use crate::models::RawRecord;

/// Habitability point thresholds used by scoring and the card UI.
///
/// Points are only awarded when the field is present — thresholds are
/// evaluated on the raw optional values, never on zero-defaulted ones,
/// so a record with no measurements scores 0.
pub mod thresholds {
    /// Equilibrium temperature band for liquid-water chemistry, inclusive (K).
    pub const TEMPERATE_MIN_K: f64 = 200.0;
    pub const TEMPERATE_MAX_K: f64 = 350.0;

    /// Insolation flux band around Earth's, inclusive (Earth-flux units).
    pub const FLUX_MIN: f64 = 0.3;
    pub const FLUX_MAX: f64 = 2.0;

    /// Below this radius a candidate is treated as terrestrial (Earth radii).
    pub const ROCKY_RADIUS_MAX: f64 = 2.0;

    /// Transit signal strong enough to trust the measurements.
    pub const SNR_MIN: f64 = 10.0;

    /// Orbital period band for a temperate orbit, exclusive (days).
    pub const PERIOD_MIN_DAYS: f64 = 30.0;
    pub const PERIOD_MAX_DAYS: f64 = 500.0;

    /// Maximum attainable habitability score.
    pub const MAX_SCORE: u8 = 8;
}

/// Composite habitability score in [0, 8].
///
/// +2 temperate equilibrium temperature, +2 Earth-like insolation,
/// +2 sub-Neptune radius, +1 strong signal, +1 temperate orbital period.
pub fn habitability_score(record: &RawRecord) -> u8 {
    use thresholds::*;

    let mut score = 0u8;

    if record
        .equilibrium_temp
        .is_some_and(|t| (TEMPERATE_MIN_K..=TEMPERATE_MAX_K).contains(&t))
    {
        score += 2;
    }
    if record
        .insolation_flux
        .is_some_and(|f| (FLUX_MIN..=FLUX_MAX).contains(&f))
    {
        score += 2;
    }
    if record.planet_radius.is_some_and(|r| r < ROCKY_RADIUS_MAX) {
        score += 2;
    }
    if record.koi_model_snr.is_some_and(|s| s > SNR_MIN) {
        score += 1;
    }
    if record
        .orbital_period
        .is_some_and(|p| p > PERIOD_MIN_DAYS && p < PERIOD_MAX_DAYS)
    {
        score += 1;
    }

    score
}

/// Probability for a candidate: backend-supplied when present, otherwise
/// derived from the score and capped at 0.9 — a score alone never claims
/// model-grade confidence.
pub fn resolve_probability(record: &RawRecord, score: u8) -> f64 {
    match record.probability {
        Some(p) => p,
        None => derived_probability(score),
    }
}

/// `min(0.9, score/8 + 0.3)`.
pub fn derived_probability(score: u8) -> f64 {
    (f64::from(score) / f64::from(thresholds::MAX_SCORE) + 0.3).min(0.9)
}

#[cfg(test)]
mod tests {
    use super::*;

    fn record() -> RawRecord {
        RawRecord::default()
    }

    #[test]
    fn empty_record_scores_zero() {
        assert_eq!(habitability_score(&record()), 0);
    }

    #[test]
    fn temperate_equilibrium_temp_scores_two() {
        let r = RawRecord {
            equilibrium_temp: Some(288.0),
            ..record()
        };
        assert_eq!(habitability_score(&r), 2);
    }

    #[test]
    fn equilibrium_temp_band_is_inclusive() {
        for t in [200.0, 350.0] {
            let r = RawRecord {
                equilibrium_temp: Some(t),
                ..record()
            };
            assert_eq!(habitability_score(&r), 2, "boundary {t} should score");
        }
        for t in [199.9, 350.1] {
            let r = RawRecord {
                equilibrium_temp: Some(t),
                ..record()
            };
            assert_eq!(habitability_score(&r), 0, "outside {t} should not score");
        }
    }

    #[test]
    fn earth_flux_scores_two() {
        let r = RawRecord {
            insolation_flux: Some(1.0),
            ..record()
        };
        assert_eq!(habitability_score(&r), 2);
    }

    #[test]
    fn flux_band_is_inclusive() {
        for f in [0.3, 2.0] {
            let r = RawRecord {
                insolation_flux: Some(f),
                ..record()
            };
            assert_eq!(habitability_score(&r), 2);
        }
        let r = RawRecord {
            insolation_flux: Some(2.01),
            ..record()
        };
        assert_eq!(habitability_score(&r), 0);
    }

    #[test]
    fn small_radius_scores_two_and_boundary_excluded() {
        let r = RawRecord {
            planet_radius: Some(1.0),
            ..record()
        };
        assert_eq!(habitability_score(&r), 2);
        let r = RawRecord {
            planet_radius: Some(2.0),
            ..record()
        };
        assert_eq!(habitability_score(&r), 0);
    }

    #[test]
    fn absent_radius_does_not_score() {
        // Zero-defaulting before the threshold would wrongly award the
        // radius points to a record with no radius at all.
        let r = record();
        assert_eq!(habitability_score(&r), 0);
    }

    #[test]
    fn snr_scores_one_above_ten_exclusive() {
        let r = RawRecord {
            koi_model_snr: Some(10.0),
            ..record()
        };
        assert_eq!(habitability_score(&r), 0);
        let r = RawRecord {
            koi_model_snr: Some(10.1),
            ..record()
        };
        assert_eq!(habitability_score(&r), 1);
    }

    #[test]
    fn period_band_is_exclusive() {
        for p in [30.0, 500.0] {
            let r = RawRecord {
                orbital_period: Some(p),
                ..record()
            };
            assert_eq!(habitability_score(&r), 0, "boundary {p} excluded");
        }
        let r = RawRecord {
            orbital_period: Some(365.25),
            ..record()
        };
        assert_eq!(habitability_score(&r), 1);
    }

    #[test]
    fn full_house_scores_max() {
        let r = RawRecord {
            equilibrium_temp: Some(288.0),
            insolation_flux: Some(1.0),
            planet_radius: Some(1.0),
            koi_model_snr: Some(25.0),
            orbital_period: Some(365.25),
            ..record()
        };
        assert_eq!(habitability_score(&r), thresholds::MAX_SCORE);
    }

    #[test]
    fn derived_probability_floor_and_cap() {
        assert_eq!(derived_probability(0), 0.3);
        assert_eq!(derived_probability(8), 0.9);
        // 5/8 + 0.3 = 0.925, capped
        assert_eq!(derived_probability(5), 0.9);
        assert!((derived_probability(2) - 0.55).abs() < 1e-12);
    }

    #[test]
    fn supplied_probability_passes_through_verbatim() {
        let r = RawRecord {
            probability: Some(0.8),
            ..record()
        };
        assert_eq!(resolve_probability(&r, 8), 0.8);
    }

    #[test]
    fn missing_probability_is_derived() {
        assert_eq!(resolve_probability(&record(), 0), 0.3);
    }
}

*-*-*

== PROBLEM REQUIREMENTS ==
Down to the last line, return the data above exactly.

== RESPONSE BOX ==
use crate::models::RawRecord;

/// Habitability point thresholds used by scoring and the card UI.
///
/// Points are only awarded when the field is present — thresholds are
/// evaluated on the raw optional values, never on zero-defaulted ones,
/// so a record with no measurements scores 0.
pub mod thresholds {
    /// Equilibrium temperature band for liquid-water chemistry, inclusive (K).
    pub const TEMPERATE_MIN_K: f64 = 200.0;
    pub const TEMPERATE_MAX_K: f64 = 350.0;

    /// Insolation flux band around Earth's, inclusive (Earth-flux units).
    pub const FLUX_MIN: f64 = 0.3;
    pub const FLUX_MAX: f64 = 2.0;

    /// Below this radius a candidate is treated as terrestrial (Earth radii).
    pub const ROCKY_RADIUS_MAX: f64 = 2.0;

    /// Transit signal strong enough to trust the measurements.
    pub const SNR_MIN: f64 = 10.0;

    /// Orbital period band for a temperate orbit, exclusive (days).
    pub const PERIOD_MIN_DAYS: f64 = 30.0;
    pub const PERIOD_MAX_DAYS: f64 = 500.0;

    /// Maximum attainable habitability score.
    pub const MAX_SCORE: u8 = 8;
}

/// Composite habitability score in [0, 8].
///
/// +2 temperate equilibrium temperature, +2 Earth-like insolation,
/// +2 sub-Neptune radius, +1 strong signal, +1 temperate orbital period.
pub fn habitability_score(record: &RawRecord) -> u8 {
    use thresholds::*;

    let mut score = 0u8;

    if record
        .equilibrium_temp
        .is_some_and(|t| (TEMPERATE_MIN_K..=TEMPERATE_MAX_K).contains(&t))
    {
        score += 2;
    }
    if record
        .insolation_flux
        .is_some_and(|f| (FLUX_MIN..=FLUX_MAX).contains(&f))
    {
        score += 2;
    }
    if record.planet_radius.is_some_and(|r| r < ROCKY_RADIUS_MAX) {
        score += 2;
    }
    if record.koi_model_snr.is_some_and(|s| s > SNR_MIN) {
        score += 1;
    }
    if record
        .orbital_period
        .is_some_and(|p| p > PERIOD_MIN_DAYS && p < PERIOD_MAX_DAYS)
    {
        score += 1;
    }

    score
}

/// Probability for a candidate: backend-supplied when present, otherwise
/// derived from the score and capped at 0.9 — a score alone never claims
/// model-grade confidence.
pub fn resolve_probability(record: &RawRecord, score: u8) -> f64 {
    match record.probability {
        Some(p) => p,
        None => derived_probability(score),
    }
}

/// `min(0.9, score/8 + 0.3)`.
pub fn derived_probability(score: u8) -> f64 {
    (f64::from(score) / f64::from(thresholds::MAX_SCORE) + 0.3).min(0.9)
}

#[cfg(test)]
mod tests {
    use super::*;

    fn record() -> RawRecord {
        RawRecord::default()
    }

    #[test]
    fn empty_record_scores_zero() {
        assert_eq!(habitability_score(&record()), 0);
    }

    #[test]
    fn temperate_equilibrium_temp_scores_two() {
        let r = RawRecord {
            equilibrium_temp: Some(288.0),
            ..record()
        };
        assert_eq!(habitability_score(&r), 2);
    }

    #[test]
    fn equilibrium_temp_band_is_inclusive() {
        for t in [200.0, 350.0] {
            let r = RawRecord {
                equilibrium_temp: Some(t),
                ..record()
            };
            assert_eq!(habitability_score(&r), 2, "boundary {t} should score");
        }
        for t in [199.9, 350.1] {
            let r = RawRecord {
                equilibrium_temp: Some(t),
                ..record()
            };
            assert_eq!(habitability_score(&r), 0, "outside {t} should not score");
        }
    }

    #[test]
    fn earth_flux_scores_two() {
        let r = RawRecord {
            insolation_flux: Some(1.0),
            ..record()
        };
        assert_eq!(habitability_score(&r), 2);
    }

    #[test]
    fn flux_band_is_inclusive() {
        for f in [0.3, 2.0] {
            let r = RawRecord {
                insolation_flux: Some(f),
                ..record()
            };
            assert_eq!(habitability_score(&r), 2);
        }
        let r = RawRecord {
            insolation_flux: Some(2.01),
            ..record()
        };
        assert_eq!(habitability_score(&r), 0);
    }

    #[test]
    fn small_radius_scores_two_and_boundary_excluded() {
        let r = RawRecord {
            planet_radius: Some(1.0),
            ..record()
        };
        assert_eq!(habitability_score(&r), 2);
        let r = RawRecord {
            planet_radius: Some(2.0),
            ..record()
        };
        assert_eq!(habitability_score(&r), 0);
    }

    #[test]
    fn absent_radius_does_not_score() {
        // Zero-defaulting before the threshold would wrongly award the
        // radius points to a record with no radius at all.
        let r = record();
        assert_eq!(habitability_score(&r), 0);
    }

    #[test]
    fn snr_scores_one_above_ten_exclusive() {
        let r = RawRecord {
            koi_model_snr: Some(10.0),
            ..record()
        };
        assert_eq!(habitability_score(&r), 0);
        let r = RawRecord {
            koi_model_snr: Some(10.1),
            ..record()
        };
        assert_eq!(habitability_score(&r), 1);
    }

    #[test]
    fn period_band_is_exclusive() {
        for p in [30.0, 500.0] {
            let r = RawRecord {
                orbital_period: Some(p),
                ..record()
            };
            assert_eq!(habitability_score(&r), 0, "boundary {p} excluded");
        }
        let r = RawRecord {
            orbital_period: Some(365.25),
            ..record()
        };
        assert_eq!(habitability_score(&r), 1);
    }

    #[test]
    fn full_house_scores_max() {
        let r = RawRecord {
            equilibrium_temp: Some(288.0),
            insolation_flux: Some(1.0),
            planet_radius: Some(1.0),
            koi_model_snr: Some(25.0),
            orbital_period: Some(365.25),
            ..record()
        };
        assert_eq!(habitability_score(&r), thresholds::MAX_SCORE);
    }

    #[test]
    fn derived_probability_floor_and_cap() {
        assert_eq!(derived_probability(0), 0.3);
        assert_eq!(derived_probability(8), 0.9);
        // 5/8 + 0.3 = 0.925, capped
        assert_eq!(derived_probability(5), 0.9);
        assert!((derived_probability(2) - 0.55).abs() < 1e-12);
    }

    #[test]
    fn supplied_probability_passes_through_verbatim() {
        let r = RawRecord {
            probability: Some(0.8),
            ..record()
        };
        assert_eq!(resolve_probability(&r, 8), 0.8);
    }

    #[test]
    fn missing_probability_is_derived() {
        assert_eq!(resolve_probability(&record(), 0), 0.3);
    }
}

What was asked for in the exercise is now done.